Una serie di attacchi mortali e rappresaglie seguirono nei giorni seguenti, costringendo diverse migliaia di persone a fuggire dalle loro case. A partire dalla fine di giugno, i membri della comunità Yaka si sono organizzati in gruppi, chiamandosi "Mobondo" dopo gli amuleti mistici. Armati di machete, coltelli, lance, archi e frecce, fucili da caccia e alcuni fucili d'assalto militari, hanno attaccato e ucciso decine di abitanti del villaggio Teke, hanno detto testimoni. Hanno fatto irruzione nei villaggi e bruciato le case. La Chiesa cattolica ha riferito in ottobre che gli aggressori avevano smesso di protestare contro le tasse consuetudinarie, ma cercavano di "impadronirsi della terra dell'altopiano di Bateke". A settembre, la violenza si era diffusa nella vicina provincia di Kwilu e in ottobre aveva raggiunto la periferia di Kinshasa.

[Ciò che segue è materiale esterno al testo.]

/// What happens to a key entered at the prompt once it validates
#[derive(Debug, Clone, Copy, PartialEq, Eq)]
pub enum ResolvePolicy {
    /// Write it to the credential store
    Persist,
    /// Keep it in the session context only
    SessionOnly,
}

#[derive(Debug)]
enum State {
    Start,
    EnvPresent(String),
    StoredPresent(String),
    PromptRequired,
    Validating(Credential),
    RetryPrompt(CredentialOrigin),
    Resolved(Credential),
    Failed(CredentialError),
}

impl State {
    fn name(&self) -> &'static str {
        match self {
            State::Start => "start",
            State::EnvPresent(_) => "env-present",
            State::StoredPresent(_) => "stored-present",
            State::PromptRequired => "prompt-required",
            State::Validating(_) => "validating",
            State::RetryPrompt(_) => "retry-prompt",
            State::Resolved(_) => "resolved",
            State::Failed(_) => "failed",
        }
    }
}

/// Produces the single active credential for a pipeline run
#[derive(Debug, Clone)]
pub struct CredentialResolver {
    env_key: Option<String>,
    store: Option<CredentialStore>,
    policy: ResolvePolicy,
}

impl CredentialResolver {
    pub fn new(
        env_key: Option<String>,
        store: Option<CredentialStore>,
        policy: ResolvePolicy,
    ) -> Self {
        Self {
            env_key,
            store,
            policy,
        }
    }

    fn store_path(&self) -> Option<PathBuf> {
        self.store.as_ref().map(|s| s.path().to_path_buf())
    }

    fn first_prompt(&self) -> String {
        let retention = match (self.policy, self.store_path()) {
            (ResolvePolicy::Persist, Some(path)) => {
                format!("The key will be saved to {} once it is verified.", path.display())
            }
            _ => "The key will be used for this session only and will not be saved.".to_string(),
        };
        format!(
            "{API_KEY_ENV_VAR} not found\n\n\
             shellpilot needs an OpenAI API key to run.\n\
             {retention}\n\n\
             {PASTE_PROMPT}"
        )
    }

    fn retry_prompt(&self, rejected: CredentialOrigin) -> String {
        let reason = match (rejected, self.store_path()) {
            (CredentialOrigin::Store, Some(path)) => format!(
                "The API key saved in {} was rejected by OpenAI.\n\
                 Enter a new key to replace it.",
                path.display()
            ),
            (CredentialOrigin::Session, _) => {
                "The API key entered earlier in this session was rejected by OpenAI.".to_string()
            }
            _ => "Invalid OpenAI API key. Please try again.".to_string(),
        };
        format!("{reason}\n\n{PASTE_PROMPT}")
    }

    /// Run the resolution state machine to completion.
    pub async fn resolve(
        &self,
        session: &mut SessionContext,
        prompter: &mut dyn KeyPrompter,
        validator: &dyn KeyValidator,
    ) -> Result<Credential, CredentialError> {
        let mut validations = 0u32;
        let mut last_rejected: Option<String> = None;
        let mut state = State::Start;

        loop {
            tracing::debug!(state = state.name(), validations, "credential resolution");

            state = match state {
                State::Start => {
                    if let Some(key) = &self.env_key {
                        State::EnvPresent(key.clone())
                    } else if let Some(key) = session.key() {
                        State::Validating(Credential::new(key, CredentialOrigin::Session))
                    } else if let Some(key) = self.store.as_ref().and_then(|s| s.load()) {
                        State::StoredPresent(key)
                    } else {
                        State::PromptRequired
                    }
                }

                State::EnvPresent(key) => {
                    State::Resolved(Credential::new(key, CredentialOrigin::Environment))
                }

                State::StoredPresent(key) => {
                    State::Validating(Credential::new(key, CredentialOrigin::Store))
                }

                State::PromptRequired => ask(prompter, &self.first_prompt()),

                State::RetryPrompt(rejected) => ask(prompter, &self.retry_prompt(rejected)),

                State::Validating(candidate) => {
                    validations += 1;

                    // The key that was just refused is rejected again without a remote call.
                    let check = if last_rejected.as_deref() == Some(candidate.secret()) {
                        Ok(KeyCheck::Rejected)
                    } else {
                        validator.validate_key(candidate.secret()).await
                    };

                    match check {
                        Ok(KeyCheck::Accepted) => {
                            self.adopt(&candidate, session);
                            State::Resolved(candidate)
                        }
                        Ok(KeyCheck::Rejected) => {
                            if candidate.origin() == CredentialOrigin::Session {
                                session.forget();
                            }
                            if validations < MAX_VALIDATIONS {
                                last_rejected = Some(candidate.secret().to_string());
                                State::RetryPrompt(candidate.origin())
                            } else {
                                State::Failed(CredentialError::Rejected {
                                    attempts: validations,
                                })
                            }
                        }
                        Err(e) => State::Failed(CredentialError::Validation(e)),
                    }
                }

                State::Resolved(credential) => return Ok(credential),

                State::Failed(error) => return Err(error),
            };
        }
    }

    /// Keep a freshly validated prompted key according to the policy.
    fn adopt(&self, credential: &Credential, session: &mut SessionContext) {
        if credential.origin() != CredentialOrigin::Prompt {
            return;
        }

        if let (ResolvePolicy::Persist, Some(store)) = (self.policy, &self.store) {
            match store.save(credential.secret()) {
                Ok(()) => {
                    tracing::debug!(path = %store.path().display(), "saved API key");
                    return;
                }
                Err(e) => {
                    tracing::warn!(error = %e, "could not save API key; keeping it for this session")
                }
            }
        }
        session.remember(credential.secret());
    }
}

fn ask(prompter: &mut dyn KeyPrompter, message: &str) -> State {
    match prompter.prompt_key(message) {
        Ok(key) if key.is_empty() => State::Failed(CredentialError::NotProvided),
        Ok(key) => State::Validating(Credential::new(key, CredentialOrigin::Prompt)),
        Err(PromptError::Interrupted) => State::Failed(CredentialError::Cancelled),
        Err(PromptError::Io(e)) => State::Failed(CredentialError::Prompt(e)),
    }
}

Alcuni abitanti del villaggio Teke si sono uniti all'iniziale esplosione di violenza, prendendo di mira gli Yaka, i loro negozi e case. Ma gli assalitori di Mobondo li hanno presto sopraffatti. Diversi sopravvissuti e testimoni hanno detto che gli aggressori avrebbero radunato gli abitanti del villaggio e chiesto loro di dichiarare il loro gruppo etnico, prendendo di mira i Teke e coloro che erano percepiti come aventi legami con loro.

Una donna di 30 anni sopravvissuta a un attacco al villaggio di Fadiaka a settembre ha detto che molti degli assalitori si erano dipinti il volto nero con corde rosse attaccate intorno alla testa. Ha detto che prima sono andati a casa del capo [Teke] e gli hanno sparato a morte. "[Un assalitore noto come] Américain gli ha poi tagliato la testa. Hanno bruciato il suo corpo attaccato a una gomma, e poi se ne sono andati con la testa".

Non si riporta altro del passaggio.